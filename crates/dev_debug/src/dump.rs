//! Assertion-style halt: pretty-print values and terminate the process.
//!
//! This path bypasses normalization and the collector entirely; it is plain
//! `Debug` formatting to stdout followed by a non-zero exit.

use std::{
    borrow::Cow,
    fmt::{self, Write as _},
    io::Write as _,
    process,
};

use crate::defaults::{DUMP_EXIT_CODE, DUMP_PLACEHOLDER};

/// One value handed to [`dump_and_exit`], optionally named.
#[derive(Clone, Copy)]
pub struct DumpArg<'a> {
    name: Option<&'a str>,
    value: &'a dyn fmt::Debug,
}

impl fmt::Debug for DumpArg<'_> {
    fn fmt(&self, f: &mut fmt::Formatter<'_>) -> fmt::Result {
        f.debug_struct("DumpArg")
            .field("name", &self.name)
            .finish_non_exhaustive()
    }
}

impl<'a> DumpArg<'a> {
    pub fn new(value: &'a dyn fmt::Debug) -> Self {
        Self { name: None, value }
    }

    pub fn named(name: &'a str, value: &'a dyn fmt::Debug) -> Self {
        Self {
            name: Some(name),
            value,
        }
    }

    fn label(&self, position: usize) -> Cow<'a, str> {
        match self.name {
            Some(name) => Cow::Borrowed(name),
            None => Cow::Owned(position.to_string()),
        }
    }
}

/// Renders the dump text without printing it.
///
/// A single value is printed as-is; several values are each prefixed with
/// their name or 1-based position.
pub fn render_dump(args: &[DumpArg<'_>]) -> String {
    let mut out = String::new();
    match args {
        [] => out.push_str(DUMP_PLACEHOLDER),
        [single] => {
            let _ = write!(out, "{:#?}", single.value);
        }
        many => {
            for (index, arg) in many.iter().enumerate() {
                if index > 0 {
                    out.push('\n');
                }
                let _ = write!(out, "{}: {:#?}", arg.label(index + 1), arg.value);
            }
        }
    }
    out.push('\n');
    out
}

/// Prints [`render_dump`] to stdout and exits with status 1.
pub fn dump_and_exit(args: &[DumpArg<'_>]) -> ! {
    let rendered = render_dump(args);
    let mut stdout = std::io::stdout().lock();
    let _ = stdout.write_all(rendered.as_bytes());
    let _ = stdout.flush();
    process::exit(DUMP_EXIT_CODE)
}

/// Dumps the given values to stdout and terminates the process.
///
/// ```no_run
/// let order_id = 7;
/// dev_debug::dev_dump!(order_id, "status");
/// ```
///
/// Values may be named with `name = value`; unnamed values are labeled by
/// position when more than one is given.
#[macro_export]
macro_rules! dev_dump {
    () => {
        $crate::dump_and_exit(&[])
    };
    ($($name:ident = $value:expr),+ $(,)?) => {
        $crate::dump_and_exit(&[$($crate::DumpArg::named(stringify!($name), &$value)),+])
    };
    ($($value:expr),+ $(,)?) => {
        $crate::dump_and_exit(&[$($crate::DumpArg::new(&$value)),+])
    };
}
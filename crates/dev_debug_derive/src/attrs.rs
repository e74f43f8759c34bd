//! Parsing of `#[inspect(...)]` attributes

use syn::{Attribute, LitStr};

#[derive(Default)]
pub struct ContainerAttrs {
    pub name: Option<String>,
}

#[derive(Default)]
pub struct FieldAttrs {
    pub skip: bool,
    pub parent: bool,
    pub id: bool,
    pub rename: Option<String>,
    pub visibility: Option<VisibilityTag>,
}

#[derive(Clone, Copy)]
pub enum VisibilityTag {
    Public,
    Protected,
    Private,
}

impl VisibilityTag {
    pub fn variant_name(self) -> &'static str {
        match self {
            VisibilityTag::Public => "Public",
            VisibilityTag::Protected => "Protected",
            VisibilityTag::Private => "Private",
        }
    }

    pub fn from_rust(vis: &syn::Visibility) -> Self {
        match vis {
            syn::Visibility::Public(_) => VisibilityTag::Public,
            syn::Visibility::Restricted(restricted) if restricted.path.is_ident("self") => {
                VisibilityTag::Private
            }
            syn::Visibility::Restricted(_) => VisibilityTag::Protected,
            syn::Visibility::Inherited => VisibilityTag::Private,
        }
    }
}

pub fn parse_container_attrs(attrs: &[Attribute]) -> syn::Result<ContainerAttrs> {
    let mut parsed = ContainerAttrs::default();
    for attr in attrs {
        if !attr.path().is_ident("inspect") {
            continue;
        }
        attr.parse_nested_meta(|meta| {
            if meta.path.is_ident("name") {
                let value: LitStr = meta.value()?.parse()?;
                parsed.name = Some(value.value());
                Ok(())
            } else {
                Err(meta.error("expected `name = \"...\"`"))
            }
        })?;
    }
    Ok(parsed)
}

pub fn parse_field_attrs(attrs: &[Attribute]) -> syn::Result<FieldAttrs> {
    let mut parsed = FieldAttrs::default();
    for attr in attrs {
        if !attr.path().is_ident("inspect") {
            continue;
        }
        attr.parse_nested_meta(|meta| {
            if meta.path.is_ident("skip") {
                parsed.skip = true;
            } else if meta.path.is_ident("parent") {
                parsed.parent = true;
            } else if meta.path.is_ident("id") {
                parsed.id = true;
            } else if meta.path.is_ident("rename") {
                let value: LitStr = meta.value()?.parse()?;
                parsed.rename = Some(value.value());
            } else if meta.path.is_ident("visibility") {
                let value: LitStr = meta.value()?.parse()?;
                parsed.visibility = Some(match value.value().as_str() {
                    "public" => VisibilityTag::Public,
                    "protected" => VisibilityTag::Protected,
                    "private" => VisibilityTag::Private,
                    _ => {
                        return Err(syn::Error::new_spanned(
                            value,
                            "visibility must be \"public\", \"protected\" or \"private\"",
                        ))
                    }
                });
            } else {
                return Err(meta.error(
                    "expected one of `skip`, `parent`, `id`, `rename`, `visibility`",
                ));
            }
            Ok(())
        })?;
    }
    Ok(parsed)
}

= = =

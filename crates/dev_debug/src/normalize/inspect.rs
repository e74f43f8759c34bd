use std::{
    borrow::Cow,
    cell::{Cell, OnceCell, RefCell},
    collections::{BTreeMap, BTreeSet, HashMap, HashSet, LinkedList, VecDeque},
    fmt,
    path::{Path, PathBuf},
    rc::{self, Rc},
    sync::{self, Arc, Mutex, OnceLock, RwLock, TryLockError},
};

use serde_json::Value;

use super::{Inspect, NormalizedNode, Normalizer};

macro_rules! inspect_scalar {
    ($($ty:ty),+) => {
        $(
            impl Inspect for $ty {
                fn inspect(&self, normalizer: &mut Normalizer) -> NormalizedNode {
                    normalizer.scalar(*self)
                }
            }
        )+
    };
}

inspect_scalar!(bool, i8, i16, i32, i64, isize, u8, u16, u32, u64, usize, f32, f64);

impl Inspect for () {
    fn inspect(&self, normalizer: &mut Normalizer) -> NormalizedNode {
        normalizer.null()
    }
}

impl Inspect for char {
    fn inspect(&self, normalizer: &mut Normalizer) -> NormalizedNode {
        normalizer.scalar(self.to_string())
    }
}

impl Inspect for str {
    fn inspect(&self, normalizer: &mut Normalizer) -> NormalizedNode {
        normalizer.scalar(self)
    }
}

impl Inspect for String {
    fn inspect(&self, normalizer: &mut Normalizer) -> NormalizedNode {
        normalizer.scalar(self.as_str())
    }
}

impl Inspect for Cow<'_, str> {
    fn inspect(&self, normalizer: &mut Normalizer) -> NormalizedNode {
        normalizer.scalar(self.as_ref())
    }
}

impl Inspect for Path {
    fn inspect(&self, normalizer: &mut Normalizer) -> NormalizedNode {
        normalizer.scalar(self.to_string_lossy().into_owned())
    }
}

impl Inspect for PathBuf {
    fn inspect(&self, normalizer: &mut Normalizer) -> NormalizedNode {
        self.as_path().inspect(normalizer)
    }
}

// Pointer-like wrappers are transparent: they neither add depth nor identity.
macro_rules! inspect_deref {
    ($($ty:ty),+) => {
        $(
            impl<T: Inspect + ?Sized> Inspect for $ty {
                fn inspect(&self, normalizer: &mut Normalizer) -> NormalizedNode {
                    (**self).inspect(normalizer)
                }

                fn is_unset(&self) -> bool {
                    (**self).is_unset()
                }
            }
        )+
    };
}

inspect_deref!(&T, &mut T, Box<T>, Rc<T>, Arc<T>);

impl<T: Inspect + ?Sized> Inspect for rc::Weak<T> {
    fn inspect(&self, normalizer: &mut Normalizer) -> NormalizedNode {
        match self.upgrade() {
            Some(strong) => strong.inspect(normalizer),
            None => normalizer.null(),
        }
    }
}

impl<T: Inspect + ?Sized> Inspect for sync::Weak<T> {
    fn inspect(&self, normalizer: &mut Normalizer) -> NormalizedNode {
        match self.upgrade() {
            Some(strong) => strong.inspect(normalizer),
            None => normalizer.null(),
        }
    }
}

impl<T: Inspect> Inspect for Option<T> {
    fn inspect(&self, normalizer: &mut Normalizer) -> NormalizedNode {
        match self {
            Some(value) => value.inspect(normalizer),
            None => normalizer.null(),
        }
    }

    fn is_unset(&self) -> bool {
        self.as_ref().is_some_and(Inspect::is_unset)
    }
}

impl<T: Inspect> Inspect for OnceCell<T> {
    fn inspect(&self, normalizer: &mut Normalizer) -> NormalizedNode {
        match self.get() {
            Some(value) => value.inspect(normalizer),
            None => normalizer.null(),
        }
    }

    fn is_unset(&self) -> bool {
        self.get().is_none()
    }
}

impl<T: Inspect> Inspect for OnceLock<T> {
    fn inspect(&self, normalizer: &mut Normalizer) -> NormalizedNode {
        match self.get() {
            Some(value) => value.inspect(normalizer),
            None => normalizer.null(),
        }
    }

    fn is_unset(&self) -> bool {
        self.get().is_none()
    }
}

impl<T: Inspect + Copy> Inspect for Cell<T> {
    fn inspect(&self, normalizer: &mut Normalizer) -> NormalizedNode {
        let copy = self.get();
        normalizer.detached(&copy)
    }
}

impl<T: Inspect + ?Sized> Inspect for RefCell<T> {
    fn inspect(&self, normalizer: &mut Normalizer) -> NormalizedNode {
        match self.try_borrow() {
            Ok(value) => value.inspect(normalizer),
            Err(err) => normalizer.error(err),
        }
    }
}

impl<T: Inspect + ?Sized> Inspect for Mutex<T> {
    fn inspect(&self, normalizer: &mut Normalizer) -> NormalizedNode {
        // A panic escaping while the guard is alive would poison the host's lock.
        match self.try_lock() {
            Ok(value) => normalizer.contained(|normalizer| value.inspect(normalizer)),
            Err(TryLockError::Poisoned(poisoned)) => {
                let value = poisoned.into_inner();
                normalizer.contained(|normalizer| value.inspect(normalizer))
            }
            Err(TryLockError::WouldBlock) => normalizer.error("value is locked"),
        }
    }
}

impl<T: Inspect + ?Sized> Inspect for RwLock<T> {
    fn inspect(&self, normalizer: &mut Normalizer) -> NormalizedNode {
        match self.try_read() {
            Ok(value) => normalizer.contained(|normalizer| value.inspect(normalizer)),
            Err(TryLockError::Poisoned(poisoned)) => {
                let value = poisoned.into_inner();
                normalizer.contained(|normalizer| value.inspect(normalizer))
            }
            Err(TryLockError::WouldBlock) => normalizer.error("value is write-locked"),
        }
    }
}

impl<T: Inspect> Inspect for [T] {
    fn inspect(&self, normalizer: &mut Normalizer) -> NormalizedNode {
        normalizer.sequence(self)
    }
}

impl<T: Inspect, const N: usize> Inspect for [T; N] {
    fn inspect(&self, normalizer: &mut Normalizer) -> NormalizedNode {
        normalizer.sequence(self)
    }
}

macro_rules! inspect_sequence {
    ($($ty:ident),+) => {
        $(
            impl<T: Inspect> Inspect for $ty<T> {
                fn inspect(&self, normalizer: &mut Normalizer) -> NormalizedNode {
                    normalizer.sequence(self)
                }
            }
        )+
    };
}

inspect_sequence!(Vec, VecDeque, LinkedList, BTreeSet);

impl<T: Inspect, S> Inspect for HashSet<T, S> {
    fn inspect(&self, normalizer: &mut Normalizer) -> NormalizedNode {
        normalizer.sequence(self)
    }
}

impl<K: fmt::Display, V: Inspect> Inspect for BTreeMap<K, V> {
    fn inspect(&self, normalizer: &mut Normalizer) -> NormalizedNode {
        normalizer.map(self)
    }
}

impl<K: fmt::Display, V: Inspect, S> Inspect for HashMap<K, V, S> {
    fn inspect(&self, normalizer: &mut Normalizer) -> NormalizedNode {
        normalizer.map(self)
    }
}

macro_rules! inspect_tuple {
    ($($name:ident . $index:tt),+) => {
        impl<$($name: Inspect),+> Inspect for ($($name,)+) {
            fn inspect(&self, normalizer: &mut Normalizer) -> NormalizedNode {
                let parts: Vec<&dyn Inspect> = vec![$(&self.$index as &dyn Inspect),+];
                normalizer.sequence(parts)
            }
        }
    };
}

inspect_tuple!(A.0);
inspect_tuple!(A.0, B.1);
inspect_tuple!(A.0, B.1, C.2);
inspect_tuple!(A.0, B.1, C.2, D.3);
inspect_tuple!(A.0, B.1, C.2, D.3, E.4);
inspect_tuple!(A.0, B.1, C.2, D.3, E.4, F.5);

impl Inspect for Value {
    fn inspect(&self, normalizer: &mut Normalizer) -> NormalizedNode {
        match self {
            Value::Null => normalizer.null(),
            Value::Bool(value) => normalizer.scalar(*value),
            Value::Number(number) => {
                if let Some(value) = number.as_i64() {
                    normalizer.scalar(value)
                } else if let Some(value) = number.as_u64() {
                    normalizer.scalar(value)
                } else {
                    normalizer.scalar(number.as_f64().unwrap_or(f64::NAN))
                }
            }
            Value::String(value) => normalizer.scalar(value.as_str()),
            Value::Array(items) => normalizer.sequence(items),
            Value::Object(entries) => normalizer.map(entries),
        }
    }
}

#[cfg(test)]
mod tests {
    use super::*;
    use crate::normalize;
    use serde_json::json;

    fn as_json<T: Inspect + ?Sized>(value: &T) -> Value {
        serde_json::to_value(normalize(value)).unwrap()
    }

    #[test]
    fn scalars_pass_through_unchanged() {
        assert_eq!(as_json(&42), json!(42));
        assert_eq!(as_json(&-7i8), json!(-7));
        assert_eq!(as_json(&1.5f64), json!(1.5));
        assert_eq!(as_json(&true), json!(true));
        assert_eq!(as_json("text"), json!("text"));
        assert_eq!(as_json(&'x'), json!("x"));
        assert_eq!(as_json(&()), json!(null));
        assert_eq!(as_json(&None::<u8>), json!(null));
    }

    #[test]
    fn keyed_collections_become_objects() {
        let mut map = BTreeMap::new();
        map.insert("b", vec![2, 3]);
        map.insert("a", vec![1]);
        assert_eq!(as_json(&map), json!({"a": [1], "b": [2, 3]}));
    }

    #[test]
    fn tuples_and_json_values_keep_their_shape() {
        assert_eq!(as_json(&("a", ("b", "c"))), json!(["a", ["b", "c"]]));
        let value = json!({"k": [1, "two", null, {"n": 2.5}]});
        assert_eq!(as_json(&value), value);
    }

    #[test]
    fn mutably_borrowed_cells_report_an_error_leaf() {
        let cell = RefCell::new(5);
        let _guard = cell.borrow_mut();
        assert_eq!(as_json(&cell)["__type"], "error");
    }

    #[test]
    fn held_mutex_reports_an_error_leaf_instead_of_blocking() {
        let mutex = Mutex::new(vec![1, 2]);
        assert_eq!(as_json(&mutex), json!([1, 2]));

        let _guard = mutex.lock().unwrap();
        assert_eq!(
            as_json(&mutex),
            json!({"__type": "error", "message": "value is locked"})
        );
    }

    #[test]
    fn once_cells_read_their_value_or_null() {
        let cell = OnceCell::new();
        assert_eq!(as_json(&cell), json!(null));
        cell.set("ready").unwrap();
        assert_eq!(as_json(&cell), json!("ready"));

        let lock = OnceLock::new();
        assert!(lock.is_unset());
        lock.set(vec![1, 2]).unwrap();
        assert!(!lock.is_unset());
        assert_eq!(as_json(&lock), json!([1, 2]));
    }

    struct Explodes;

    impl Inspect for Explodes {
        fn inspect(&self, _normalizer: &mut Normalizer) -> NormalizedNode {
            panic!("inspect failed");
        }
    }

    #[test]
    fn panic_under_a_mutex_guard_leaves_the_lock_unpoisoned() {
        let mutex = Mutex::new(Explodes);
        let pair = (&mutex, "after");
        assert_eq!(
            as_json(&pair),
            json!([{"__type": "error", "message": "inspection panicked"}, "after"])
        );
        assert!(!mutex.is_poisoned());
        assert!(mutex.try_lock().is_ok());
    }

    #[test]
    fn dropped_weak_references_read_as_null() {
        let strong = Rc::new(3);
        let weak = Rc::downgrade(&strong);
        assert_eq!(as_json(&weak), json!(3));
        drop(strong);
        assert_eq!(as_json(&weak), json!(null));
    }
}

= = =

● Task description
Lines of the listing above that hold the string "skip" should each be copied.

● Output of the exercise
    pub skip: bool,
            if meta.path.is_ident("skip") {
                parsed.skip = true;
                    "expected one of `skip`, `parent`, `id`, `rename`, `visibility`",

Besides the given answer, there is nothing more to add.